THE PROBLEM: Search the records for "Notification". Copy every line where it appears.

DATA PROVIDED:
════════

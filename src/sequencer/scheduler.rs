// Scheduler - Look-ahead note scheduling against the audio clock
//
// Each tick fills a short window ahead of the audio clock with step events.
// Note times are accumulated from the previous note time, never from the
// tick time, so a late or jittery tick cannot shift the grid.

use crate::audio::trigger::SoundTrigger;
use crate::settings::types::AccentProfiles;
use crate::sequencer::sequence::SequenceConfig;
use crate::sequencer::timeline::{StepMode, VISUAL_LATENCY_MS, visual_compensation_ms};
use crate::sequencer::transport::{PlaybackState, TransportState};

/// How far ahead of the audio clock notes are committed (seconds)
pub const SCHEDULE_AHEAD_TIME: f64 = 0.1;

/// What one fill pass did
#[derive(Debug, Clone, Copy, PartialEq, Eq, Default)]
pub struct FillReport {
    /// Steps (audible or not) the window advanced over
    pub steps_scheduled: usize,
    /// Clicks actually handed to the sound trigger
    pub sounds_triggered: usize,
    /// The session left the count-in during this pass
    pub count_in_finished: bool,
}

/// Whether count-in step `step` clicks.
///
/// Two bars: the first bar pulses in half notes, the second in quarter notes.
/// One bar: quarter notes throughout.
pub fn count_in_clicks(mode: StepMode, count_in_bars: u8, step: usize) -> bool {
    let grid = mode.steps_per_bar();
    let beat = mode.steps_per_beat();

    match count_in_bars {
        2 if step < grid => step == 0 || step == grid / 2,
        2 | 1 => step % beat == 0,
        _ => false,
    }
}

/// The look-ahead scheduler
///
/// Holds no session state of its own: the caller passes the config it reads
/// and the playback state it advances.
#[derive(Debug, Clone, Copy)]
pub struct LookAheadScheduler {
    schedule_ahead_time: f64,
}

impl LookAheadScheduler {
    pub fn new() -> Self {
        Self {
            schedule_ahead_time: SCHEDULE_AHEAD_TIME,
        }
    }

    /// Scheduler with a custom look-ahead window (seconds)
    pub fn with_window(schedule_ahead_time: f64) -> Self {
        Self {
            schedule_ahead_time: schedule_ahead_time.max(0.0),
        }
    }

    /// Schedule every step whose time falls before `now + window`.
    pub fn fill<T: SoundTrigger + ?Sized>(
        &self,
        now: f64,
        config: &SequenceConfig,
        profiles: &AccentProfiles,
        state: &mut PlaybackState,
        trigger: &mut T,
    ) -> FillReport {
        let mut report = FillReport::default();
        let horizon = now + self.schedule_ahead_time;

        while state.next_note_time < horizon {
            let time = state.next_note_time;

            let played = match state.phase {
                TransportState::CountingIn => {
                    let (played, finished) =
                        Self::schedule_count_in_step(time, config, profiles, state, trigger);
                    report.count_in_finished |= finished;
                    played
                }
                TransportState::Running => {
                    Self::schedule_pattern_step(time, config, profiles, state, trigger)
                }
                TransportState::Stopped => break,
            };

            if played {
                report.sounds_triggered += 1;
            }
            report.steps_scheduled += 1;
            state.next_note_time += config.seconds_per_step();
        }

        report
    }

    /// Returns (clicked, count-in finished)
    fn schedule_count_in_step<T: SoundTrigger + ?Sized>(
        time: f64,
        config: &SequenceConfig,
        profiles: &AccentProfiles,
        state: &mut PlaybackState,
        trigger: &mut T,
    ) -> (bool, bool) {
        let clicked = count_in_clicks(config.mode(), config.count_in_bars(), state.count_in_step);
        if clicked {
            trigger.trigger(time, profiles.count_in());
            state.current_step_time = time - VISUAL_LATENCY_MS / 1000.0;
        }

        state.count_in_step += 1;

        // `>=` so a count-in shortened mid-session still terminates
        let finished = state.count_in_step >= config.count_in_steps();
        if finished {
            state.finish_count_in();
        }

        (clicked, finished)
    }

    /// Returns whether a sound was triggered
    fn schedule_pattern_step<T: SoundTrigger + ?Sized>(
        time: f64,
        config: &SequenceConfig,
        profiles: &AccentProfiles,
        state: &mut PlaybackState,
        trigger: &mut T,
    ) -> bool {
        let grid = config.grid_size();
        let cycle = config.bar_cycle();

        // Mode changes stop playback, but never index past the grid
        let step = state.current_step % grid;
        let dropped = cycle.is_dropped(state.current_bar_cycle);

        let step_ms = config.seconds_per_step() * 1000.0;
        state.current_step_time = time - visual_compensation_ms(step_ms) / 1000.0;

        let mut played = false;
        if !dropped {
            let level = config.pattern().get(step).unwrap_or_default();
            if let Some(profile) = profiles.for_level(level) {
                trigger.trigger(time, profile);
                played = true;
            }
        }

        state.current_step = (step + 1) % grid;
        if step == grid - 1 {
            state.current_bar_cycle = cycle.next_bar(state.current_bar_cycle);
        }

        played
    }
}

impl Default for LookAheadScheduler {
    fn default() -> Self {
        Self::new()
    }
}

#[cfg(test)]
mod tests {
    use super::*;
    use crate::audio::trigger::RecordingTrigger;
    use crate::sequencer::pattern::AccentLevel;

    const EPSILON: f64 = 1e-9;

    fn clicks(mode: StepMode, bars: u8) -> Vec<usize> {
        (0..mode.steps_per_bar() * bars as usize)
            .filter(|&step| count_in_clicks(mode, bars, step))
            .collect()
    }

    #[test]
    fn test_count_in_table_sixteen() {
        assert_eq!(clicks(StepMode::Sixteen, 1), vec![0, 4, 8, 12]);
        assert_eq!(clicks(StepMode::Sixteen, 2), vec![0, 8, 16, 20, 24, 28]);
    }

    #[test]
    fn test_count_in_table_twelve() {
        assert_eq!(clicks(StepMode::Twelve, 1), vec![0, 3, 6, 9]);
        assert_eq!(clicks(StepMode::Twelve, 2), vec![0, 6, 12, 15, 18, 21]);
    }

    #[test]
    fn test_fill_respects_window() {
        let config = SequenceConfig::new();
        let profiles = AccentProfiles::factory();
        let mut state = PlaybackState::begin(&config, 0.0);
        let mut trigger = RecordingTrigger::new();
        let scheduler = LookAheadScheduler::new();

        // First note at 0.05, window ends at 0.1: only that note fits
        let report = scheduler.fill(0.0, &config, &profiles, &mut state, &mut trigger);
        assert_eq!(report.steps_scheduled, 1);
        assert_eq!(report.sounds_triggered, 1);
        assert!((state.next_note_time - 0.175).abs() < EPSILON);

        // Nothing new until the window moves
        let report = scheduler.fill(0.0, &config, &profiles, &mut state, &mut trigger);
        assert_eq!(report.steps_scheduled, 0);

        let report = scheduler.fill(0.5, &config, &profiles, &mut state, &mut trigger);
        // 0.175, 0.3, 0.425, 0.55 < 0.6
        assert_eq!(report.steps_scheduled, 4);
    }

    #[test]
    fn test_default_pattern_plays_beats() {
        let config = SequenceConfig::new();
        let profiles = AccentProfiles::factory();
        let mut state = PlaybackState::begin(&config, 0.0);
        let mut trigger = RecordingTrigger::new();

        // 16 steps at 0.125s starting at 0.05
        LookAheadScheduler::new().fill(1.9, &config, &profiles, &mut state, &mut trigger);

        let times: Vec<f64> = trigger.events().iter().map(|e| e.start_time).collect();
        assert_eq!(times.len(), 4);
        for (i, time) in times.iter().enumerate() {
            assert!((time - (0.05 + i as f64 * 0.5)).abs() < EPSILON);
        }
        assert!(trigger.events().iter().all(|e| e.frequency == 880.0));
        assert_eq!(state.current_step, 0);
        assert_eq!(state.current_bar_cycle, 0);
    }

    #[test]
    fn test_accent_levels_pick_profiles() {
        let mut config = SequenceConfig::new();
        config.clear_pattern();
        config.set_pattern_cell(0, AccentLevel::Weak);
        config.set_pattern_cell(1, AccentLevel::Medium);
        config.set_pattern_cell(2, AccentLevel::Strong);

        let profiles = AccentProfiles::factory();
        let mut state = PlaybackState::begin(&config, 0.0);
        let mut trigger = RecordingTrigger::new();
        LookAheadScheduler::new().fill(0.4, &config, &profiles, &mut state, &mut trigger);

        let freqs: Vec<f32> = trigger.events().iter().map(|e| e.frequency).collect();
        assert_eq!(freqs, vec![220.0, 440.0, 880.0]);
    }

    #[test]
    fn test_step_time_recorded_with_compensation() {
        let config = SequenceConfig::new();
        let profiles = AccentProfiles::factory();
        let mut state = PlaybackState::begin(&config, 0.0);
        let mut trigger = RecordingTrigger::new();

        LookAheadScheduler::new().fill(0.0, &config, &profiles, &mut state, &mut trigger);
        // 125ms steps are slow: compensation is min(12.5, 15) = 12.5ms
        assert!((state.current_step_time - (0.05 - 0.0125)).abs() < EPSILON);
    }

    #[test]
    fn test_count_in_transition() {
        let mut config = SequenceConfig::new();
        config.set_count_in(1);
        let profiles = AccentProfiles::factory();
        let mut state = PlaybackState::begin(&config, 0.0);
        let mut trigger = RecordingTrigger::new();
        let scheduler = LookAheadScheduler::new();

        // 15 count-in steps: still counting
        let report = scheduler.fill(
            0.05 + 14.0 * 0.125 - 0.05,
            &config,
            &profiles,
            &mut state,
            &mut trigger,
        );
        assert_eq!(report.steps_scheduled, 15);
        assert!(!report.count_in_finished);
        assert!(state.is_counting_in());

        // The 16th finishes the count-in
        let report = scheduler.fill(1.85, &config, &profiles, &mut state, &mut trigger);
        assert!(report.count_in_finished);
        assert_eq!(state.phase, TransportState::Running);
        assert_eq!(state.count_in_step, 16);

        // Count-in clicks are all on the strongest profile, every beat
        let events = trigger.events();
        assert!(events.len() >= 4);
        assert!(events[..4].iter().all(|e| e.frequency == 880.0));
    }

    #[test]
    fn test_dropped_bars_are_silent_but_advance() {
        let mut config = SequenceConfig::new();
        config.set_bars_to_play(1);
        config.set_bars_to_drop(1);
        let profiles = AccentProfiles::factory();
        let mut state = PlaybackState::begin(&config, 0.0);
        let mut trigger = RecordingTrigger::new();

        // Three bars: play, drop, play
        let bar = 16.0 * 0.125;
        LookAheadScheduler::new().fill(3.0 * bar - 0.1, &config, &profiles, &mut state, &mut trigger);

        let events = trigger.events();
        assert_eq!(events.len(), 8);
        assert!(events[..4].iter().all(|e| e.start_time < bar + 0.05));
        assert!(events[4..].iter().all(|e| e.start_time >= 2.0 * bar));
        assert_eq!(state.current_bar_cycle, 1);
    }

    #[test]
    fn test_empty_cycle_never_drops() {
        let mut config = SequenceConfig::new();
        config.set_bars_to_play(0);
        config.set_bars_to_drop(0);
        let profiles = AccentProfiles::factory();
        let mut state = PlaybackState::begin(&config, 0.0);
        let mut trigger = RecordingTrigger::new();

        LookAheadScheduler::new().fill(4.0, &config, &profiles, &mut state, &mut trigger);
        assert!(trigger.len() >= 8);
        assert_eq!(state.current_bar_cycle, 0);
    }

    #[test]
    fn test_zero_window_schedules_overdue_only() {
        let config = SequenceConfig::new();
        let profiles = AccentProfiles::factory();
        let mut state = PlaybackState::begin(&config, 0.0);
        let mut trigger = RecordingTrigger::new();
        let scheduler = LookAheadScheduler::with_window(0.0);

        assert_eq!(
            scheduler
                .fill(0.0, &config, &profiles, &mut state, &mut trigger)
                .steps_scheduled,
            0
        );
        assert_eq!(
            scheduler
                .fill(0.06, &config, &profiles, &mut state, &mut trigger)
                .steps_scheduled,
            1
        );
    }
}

════════

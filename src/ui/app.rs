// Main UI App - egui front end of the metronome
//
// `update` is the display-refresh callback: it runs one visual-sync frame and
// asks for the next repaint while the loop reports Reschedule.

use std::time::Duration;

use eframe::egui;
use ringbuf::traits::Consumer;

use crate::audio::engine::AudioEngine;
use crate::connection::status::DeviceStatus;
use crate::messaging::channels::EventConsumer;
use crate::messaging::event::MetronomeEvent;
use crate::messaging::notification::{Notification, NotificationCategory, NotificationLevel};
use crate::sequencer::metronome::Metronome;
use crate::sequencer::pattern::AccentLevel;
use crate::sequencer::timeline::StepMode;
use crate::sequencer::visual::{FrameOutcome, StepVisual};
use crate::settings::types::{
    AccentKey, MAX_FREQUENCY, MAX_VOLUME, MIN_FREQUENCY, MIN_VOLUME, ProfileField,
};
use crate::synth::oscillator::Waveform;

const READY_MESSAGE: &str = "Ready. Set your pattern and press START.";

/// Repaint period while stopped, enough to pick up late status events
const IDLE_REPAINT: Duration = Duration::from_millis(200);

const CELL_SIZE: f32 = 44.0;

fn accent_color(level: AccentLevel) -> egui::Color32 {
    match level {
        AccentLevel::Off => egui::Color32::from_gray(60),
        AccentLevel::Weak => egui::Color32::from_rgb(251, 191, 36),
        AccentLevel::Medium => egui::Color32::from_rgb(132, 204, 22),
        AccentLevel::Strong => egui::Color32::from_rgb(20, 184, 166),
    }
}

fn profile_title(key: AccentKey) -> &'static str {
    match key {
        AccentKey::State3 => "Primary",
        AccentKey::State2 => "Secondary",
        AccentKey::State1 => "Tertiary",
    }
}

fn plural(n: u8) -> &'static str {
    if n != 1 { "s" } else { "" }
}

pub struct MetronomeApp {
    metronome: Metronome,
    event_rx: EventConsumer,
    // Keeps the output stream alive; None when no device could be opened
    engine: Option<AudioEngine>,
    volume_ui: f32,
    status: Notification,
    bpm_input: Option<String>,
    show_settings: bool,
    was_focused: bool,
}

════════

ANSWER FOR THIS EXERCISE:
use crate::messaging::notification::{Notification, NotificationCategory, NotificationLevel};
    status: Notification,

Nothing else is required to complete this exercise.